Interaction with On Broadway installation currently on view at New York Public Library (NYPL).
Visualizing Instagram: selfies, cities, and protests
Belgrade Cultural Centre, Belgrade
May 26, 2015 - 7pm
Abstract
The explosive growth of social media and cultural content on the web along with the digitization of historical cultural artifacts opened up exiting new possibilities for the analysis of cultural trends, patterns and histories. Today, thousands of researchers have already published papers analyzing massive cultural datasets in many areas including social networks, urban data, online video, web site design fashion photography, popular 20th century music, 19th century literature, etc. While most of this work is done by researchers in computer science, a number of very interesting projects were also created by data designers, media artists, and humanities scholars.
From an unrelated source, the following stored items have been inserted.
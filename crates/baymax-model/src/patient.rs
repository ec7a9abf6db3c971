//! Patient directory entries and records
//!
//! The backend identifies patients by the file name of their record, following
//! the `firstname_lastname[...].json` convention. Administrative files
//! (`hospital*`, `practitioner*`) share the same store and are filtered out.

use serde::{Deserialize, Serialize};

/// File name prefixes of records that do not describe a patient
pub const ADMINISTRATIVE_PREFIXES: [&str; 2] = ["hospital", "practitioner"];

/// Record type value that marks a patient in typed directory entries
pub const PATIENT_RECORD_TYPE: &str = "patient";

/// One patient record known to the backend
///
/// `display_name` is derived from `id` at construction and never edited.
#[derive(Debug, Clone, PartialEq, Eq, Hash, Serialize, Deserialize)]
pub struct PatientRecord {
    id: String,
    display_name: String,
}

impl PatientRecord {
    /// Build a record from a directory file name.
    ///
    /// Returns `None` when the name does not split into at least two
    /// underscore-delimited parts.
    pub fn from_file_name(file_name: impl Into<String>) -> Option<Self> {
        let id = file_name.into();
        let display_name = display_name_for(&id)?;
        Some(Self { id, display_name })
    }

    /// Opaque file identifier used as the key for every request
    pub fn id(&self) -> &str {
        &self.id
    }

    /// `"<Last>, <First>"`
    pub fn display_name(&self) -> &str {
        &self.display_name
    }
}

/// Derive `"<Last>, <First>"` from a `firstname_lastname[...].json` file name.
///
/// Digits are stripped from both parts and each part is capitalized.
pub fn display_name_for(file_name: &str) -> Option<String> {
    let base = file_name.strip_suffix(".json").unwrap_or(file_name);
    let mut parts = base.split('_');
    let first = parts.next()?;
    let last = parts.next()?;

    Some(format!(
        "{}, {}",
        capitalize(&strip_digits(last)),
        capitalize(&strip_digits(first))
    ))
}

/// True when a bare file name looks like a patient record
pub fn is_patient_file(file_name: &str) -> bool {
    !ADMINISTRATIVE_PREFIXES
        .iter()
        .any(|prefix| file_name.starts_with(prefix))
        && file_name.contains('_')
}

fn strip_digits(part: &str) -> String {
    part.chars().filter(|c| !c.is_ascii_digit()).collect()
}

fn capitalize(part: &str) -> String {
    let mut chars = part.chars();
    match chars.next() {
        Some(first) => first
            .to_uppercase()
            .chain(chars.as_str().to_lowercase().chars())
            .collect(),
        None => String::new(),
    }
}

/// An entry of the directory listing.
///
/// Older backends return bare file names; newer ones may tag each file with
/// an explicit record type, which then takes precedence over the file-name
/// convention.
#[derive(Debug, Clone, PartialEq, Eq, Serialize, Deserialize)]
#[serde(untagged)]
pub enum DirectoryEntry {
    File(String),
    Typed {
        file: String,
        #[serde(default)]
        record_type: Option<String>,
    },
}

impl DirectoryEntry {
    pub fn file(&self) -> &str {
        match self {
            DirectoryEntry::File(file) | DirectoryEntry::Typed { file, .. } => file,
        }
    }

    /// Whether this entry names a patient record
    pub fn is_patient(&self) -> bool {
        match self {
            DirectoryEntry::Typed {
                file,
                record_type: Some(kind),
            } => kind.eq_ignore_ascii_case(PATIENT_RECORD_TYPE) && file.contains('_'),
            other => is_patient_file(other.file()),
        }
    }
}

/// Body of the directory listing endpoint
#[derive(Debug, Clone, PartialEq, Eq, Serialize, Deserialize)]
pub struct PatientDirectory {
    pub patient_files: Vec<DirectoryEntry>,
}

impl PatientDirectory {
    /// Derive the ordered patient records.
    ///
    /// With `promote`, the record whose id matches sorts first; the relative
    /// order of every other record is preserved.
    pub fn records(&self, promote: Option<&str>) -> Vec<PatientRecord> {
        let mut records: Vec<PatientRecord> = self
            .patient_files
            .iter()
            .filter(|entry| entry.is_patient())
            .filter_map(|entry| PatientRecord::from_file_name(entry.file()))
            .collect();

        if let Some(id) = promote {
            promote_record(&mut records, id);
        }
        records
    }
}

/// Move the record with `id` to the front, keeping the rest in order
pub fn promote_record(records: &mut [PatientRecord], id: &str) {
    records.sort_by_key(|record| record.id() != id);
}
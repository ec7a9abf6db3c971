//! CLI functionality for the Baymax tool
//!
//! This module contains:
//! - Connection settings and patient resolution
//! - One-shot commands (patients, summary, order, discharge, AI summary, upload)
//! - The interactive dashboard session
//! - Output formatting and terminal views

pub mod ai_summary;
pub mod config;
pub mod discharge;
pub mod order;
pub mod output;
pub mod patients;
pub mod repl;
pub mod summary;
pub mod upload;
pub mod view;
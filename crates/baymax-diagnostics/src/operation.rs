//! Long-running dashboard operations

use serde::{Deserialize, Serialize};
use std::fmt;

/// A user-visible operation that owns its own busy flag
#[derive(Debug, Clone, Copy, PartialEq, Eq, Hash, Serialize, Deserialize)]
pub enum Operation {
    /// Loading the patient directory
    DirectoryLoad,
    /// Fetching the clinical summary of the selected patient
    SummaryFetch,
    /// Submitting a prospective drug order
    DrugSubmission,
    /// Evaluating discharge eligibility
    DischargeCheck,
    /// Generating the AI summary
    AiSummary,
    /// Uploading a new patient record
    Upload,
}

impl fmt::Display for Operation {
    fn fmt(&self, f: &mut fmt::Formatter<'_>) -> fmt::Result {
        match self {
            Operation::DirectoryLoad => write!(f, "directory load"),
            Operation::SummaryFetch => write!(f, "summary fetch"),
            Operation::DrugSubmission => write!(f, "drug order submission"),
            Operation::DischargeCheck => write!(f, "discharge check"),
            Operation::AiSummary => write!(f, "AI summary"),
            Operation::Upload => write!(f, "upload"),
        }
    }
}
Here are selected examples of this work.
In my lecture I will show a number of projects created in our lab (softwarestudies.com) since 2008. They include comparison of 2.3 million Instagram images from 13 global cities (phototrails.net), interactive installation exploring Broadway street in NYC using 30 million data points and images (on-broadway.nyc), a web tool for comparison of selfie photos from 5 cities (selfiecity.net) and analysis and visualizations of 1 million manga pages and 1 million artworks from the largest network for “user-generated art” (deviantart.com). I will also talk about our current work in progress - analysis of 260 million images shared on Twitter worldwide during 2011-2014.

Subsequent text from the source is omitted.